■ Task details
Find the line with "sidebars and indices.". Transcribe it and each later line of the data exactly, up to and including the last.

■ Records supplied

impl ObjectKind {
    /// Kind of object wrapping a compound of the given Doxygen kind,
    ///   or [`None`] if such compounds are not supported.
    pub fn from_compound(def: &CompoundDef) -> Option<Self> {
        Some(match def.kind.as_str() {
            "class" | "struct" | "union" | "interface" | "protocol" => {
                Self::Class {
                    keyword: def.kind.clone(),
                }
            }
            "namespace" => Self::Namespace {
                anonymous: def
                    .compound_name
                    .rsplit(global::SCOPE_SEPARATOR)
                    .next()
                    .is_some_and(|last| {
                        last.starts_with(global::ANONYMOUS_MARKER)
                    }),
            },
            "file" => Self::File,
            "dir" => Self::Folder,
            "group" => Self::Group,
            "page" => Self::Page,
            _ => return None,
        })
    }

    pub fn collection(&self) -> CollectionKind {
        match self {
            Self::Class { .. } => CollectionKind::Classes,
            Self::Namespace { .. } => CollectionKind::Namespaces,
            Self::File | Self::Folder => CollectionKind::Files,
            Self::Group => CollectionKind::Groups,
            Self::Page => CollectionKind::Pages,
        }
    }

    /// Whether the permalink of an object of this kind is derived from
    ///   the permalink of its parent.
    ///
    /// Classes and namespaces carry their hierarchy in their qualified
    ///   names and folders in their paths.
    pub fn nests_permalink(&self) -> bool {
        matches!(self, Self::File | Self::Group | Self::Page)
    }
}

/// View of a compound.
#[derive(Debug, Clone, PartialEq, Eq)]
pub struct Object {
    id: String,
    kind: ObjectKind,
    /// Position of the compound within the [`Document`].
    compound: usize,
    name: String,
    label: String,
    /// Sanitized permalink component of this object alone.
    segment: String,

    child_ids: Vec<String>,
    base_ids: Vec<String>,
    derived_ids: Vec<String>,

    pub(crate) parent: Option<ObjectRef>,
    pub(crate) children: Vec<ObjectRef>,
    pub(crate) permalink: String,
}

impl Object {
    /// Wrap the compound found at position `compound` of its document.
    ///
    /// The permalink is initialized to its skeleton,
    ///   which is final for all but objects that
    ///   [nest their permalink](ObjectKind::nests_permalink) beneath a
    ///   parent.
    pub fn new(
        def: &CompoundDef,
        kind: ObjectKind,
        compound: usize,
        policy: &PermalinkPolicy,
    ) -> Self {
        let collection = kind.collection();

        let (name, label) = display_names(def, &kind);
        let segment = match kind {
            ObjectKind::Class { .. } | ObjectKind::Namespace { .. } => {
                scoped_path(def, policy)
            }
            ObjectKind::Folder => def
                .compound_name
                .split('/')
                .map(|component| policy.sanitize(component))
                .filter(|segment| !segment.is_empty())
                .collect::<Vec<_>>()
                .join("/"),
            _ => policy.sanitize(&def.compound_name),
        };

        let child_ids = match kind {
            ObjectKind::Namespace { .. } => {
                inner_ids(def, &[InnerKind::Namespace])
            }
            ObjectKind::Folder => {
                inner_ids(def, &[InnerKind::Dir, InnerKind::File])
            }
            ObjectKind::Group => inner_ids(def, &[InnerKind::Group]),
            ObjectKind::Page => inner_ids(def, &[InnerKind::Page]),
            ObjectKind::Class { .. } | ObjectKind::File => Vec::new(),
        };

        let related = |refs: &[CompoundRef]| {
            refs.iter().filter_map(|r| r.refid.clone()).collect()
        };

        Self {
            id: def.id.clone(),
            compound,
            name,
            label,
            permalink: format!("{}/{segment}", collection.prefix()),
            segment,
            child_ids,
            base_ids: related(&def.base_refs),
            derived_ids: related(&def.derived_refs),
            parent: None,
            children: Vec::new(),
            kind,
        }
    }

    /// Compound id assigned by Doxygen.
    pub fn id(&self) -> &str {
        &self.id
    }

    pub fn kind(&self) -> &ObjectKind {
        &self.kind
    }

    pub fn collection(&self) -> CollectionKind {
        self.kind.collection()
    }

    /// Position of the wrapped compound within its [`Document`].
    pub fn compound_index(&self) -> usize {
        self.compound
    }

    /// Name suitable for page titles
    ///   (e.g. the fully qualified class name).
    pub fn name(&self) -> &str {
        &self.name
    }

    /// Short name suitable for sidebars and indices.
    pub fn label(&self) -> &str {
        &self.label
    }

    pub fn segment(&self) -> &str {
        &self.segment
    }

    /// Ids of compounds nested beneath this one.
    pub fn child_ids(&self) -> &[String] {
        &self.child_ids
    }

    /// Ids of documented base classes.
    pub fn base_ids(&self) -> &[String] {
        &self.base_ids
    }

    /// Ids of documented derived classes.
    pub fn derived_ids(&self) -> &[String] {
        &self.derived_ids
    }

    pub fn parent(&self) -> Option<ObjectRef> {
        self.parent
    }

    /// Children in the order they were linked.
    ///
    /// For classes these are the derived classes.
    pub fn children(&self) -> &[ObjectRef] {
        &self.children
    }

    /// Output path relative to the documentation root,
    ///   without extension.
    ///
    /// This is a skeleton until the graph is resolved.
    pub fn permalink(&self) -> &str {
        &self.permalink
    }
}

■ Response to this exercise
    /// Short name suitable for sidebars and indices.
    pub fn label(&self) -> &str {
        &self.label
    }

    pub fn segment(&self) -> &str {
        &self.segment
    }

    /// Ids of compounds nested beneath this one.
    pub fn child_ids(&self) -> &[String] {
        &self.child_ids
    }

    /// Ids of documented base classes.
    pub fn base_ids(&self) -> &[String] {
        &self.base_ids
    }

    /// Ids of documented derived classes.
    pub fn derived_ids(&self) -> &[String] {
        &self.derived_ids
    }

    pub fn parent(&self) -> Option<ObjectRef> {
        self.parent
    }

    /// Children in the order they were linked.
    ///
    /// For classes these are the derived classes.
    pub fn children(&self) -> &[ObjectRef] {
        &self.children
    }

    /// Output path relative to the documentation root,
    ///   without extension.
    ///
    /// This is a skeleton until the graph is resolved.
    pub fn permalink(&self) -> &str {
        &self.permalink
    }
}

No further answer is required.